* **Task item**
Every line from the beginning of the data through the line containing "pub use parameter::Parameter;" should be reproduced exactly, and no further lines should be output.

------------------------------

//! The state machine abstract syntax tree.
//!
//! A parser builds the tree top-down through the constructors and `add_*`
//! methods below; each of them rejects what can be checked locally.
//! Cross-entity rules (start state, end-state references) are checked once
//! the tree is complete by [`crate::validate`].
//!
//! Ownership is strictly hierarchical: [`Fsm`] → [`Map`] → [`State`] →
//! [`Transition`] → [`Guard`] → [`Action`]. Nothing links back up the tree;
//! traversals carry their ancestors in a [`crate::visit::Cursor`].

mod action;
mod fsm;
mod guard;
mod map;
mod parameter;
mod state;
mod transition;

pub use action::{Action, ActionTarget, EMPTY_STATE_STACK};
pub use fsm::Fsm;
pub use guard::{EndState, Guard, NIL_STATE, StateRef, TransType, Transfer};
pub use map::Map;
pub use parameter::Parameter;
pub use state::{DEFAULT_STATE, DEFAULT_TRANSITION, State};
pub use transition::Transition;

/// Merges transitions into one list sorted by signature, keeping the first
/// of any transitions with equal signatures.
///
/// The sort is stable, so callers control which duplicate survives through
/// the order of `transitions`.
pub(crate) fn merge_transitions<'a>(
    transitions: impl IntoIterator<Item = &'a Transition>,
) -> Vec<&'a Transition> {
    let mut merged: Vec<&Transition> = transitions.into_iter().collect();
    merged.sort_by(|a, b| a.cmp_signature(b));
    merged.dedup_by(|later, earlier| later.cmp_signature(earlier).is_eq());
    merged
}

------------------------------

* **Response area**
//! The state machine abstract syntax tree.
//!
//! A parser builds the tree top-down through the constructors and `add_*`
//! methods below; each of them rejects what can be checked locally.
//! Cross-entity rules (start state, end-state references) are checked once
//! the tree is complete by [`crate::validate`].
//!
//! Ownership is strictly hierarchical: [`Fsm`] → [`Map`] → [`State`] →
//! [`Transition`] → [`Guard`] → [`Action`]. Nothing links back up the tree;
//! traversals carry their ancestors in a [`crate::visit::Cursor`].

mod action;
mod fsm;
mod guard;
mod map;
mod parameter;
mod state;
mod transition;

pub use action::{Action, ActionTarget, EMPTY_STATE_STACK};
pub use fsm::Fsm;
pub use guard::{EndState, Guard, NIL_STATE, StateRef, TransType, Transfer};
pub use map::Map;
pub use parameter::Parameter;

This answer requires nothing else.